Items from a dataset:
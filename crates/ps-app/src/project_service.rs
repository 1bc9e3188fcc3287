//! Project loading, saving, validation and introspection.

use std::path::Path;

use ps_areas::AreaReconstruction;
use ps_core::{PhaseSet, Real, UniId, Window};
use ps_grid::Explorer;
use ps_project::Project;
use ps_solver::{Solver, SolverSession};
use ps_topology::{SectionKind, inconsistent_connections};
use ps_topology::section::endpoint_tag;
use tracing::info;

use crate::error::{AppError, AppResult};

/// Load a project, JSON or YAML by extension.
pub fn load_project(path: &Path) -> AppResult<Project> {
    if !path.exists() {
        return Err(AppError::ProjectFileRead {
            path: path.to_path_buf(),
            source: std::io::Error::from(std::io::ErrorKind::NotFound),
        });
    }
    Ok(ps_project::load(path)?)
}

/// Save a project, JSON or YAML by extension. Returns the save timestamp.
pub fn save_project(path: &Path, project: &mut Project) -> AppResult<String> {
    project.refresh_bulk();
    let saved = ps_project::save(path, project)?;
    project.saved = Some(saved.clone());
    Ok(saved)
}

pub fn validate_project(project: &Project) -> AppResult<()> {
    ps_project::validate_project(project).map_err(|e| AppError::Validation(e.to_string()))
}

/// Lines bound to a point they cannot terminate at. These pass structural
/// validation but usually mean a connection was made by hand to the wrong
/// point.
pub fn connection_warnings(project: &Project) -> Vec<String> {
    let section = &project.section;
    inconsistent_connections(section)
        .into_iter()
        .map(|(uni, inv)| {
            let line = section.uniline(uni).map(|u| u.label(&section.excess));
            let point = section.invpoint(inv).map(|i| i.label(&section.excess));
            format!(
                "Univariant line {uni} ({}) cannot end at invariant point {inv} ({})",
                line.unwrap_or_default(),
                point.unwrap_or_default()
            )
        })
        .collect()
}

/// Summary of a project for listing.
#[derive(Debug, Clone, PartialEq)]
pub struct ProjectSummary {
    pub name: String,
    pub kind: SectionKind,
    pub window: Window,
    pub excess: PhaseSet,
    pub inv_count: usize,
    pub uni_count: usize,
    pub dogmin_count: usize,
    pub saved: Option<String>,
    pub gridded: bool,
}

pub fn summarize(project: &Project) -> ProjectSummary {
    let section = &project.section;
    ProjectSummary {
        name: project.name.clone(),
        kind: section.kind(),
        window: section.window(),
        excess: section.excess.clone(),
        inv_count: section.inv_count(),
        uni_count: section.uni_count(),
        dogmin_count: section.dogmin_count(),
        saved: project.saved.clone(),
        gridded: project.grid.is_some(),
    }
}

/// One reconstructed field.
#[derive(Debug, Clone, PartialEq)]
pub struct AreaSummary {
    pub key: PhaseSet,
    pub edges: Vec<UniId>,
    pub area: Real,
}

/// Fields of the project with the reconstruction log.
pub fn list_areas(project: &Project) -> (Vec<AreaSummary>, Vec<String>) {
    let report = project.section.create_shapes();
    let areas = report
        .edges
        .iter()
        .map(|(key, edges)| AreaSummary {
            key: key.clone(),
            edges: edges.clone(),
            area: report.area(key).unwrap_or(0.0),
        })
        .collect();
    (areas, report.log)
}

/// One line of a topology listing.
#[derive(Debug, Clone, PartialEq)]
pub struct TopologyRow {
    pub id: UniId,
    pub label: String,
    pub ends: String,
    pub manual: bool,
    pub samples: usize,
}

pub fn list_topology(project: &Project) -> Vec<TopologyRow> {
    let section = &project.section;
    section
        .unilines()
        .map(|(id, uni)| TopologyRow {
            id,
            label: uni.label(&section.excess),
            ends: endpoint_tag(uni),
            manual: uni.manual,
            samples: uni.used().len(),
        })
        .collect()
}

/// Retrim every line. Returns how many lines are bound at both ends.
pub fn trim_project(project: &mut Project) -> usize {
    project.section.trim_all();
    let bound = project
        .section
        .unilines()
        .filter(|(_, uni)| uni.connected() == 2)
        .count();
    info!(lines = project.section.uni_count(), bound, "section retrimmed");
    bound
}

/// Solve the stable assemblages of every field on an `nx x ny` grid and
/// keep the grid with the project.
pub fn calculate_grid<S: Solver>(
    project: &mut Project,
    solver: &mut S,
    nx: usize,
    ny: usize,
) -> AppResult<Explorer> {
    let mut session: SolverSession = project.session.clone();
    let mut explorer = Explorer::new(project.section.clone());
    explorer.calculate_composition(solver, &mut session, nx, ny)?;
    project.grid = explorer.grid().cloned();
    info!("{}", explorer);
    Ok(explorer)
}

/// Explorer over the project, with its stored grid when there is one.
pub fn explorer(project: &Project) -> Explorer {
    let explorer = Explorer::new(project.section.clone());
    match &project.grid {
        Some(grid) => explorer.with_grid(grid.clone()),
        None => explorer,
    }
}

==

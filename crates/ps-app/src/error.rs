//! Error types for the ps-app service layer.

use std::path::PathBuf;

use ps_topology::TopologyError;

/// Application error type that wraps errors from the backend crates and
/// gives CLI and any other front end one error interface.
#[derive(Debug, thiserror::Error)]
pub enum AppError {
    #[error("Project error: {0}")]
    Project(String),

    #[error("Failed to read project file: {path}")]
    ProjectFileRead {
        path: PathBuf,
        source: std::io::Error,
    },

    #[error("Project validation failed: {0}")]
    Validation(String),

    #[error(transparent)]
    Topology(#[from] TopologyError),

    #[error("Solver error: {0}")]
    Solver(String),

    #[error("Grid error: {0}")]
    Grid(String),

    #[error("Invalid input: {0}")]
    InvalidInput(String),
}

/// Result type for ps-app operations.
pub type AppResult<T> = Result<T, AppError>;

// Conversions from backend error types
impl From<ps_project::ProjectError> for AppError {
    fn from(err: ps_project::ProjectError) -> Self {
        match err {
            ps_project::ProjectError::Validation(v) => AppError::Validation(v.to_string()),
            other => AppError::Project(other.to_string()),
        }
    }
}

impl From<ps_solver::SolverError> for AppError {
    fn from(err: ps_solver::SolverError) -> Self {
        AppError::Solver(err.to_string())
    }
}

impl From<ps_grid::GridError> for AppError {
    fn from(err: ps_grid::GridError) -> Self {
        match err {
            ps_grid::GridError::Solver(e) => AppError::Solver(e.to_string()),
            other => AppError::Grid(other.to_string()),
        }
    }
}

# Instructions for the task
Each line in the data that holds the string "SectionKind" should be found and copied.

# Solution to this problem
use ps_topology::{SectionKind, inconsistent_connections};
    pub kind: SectionKind,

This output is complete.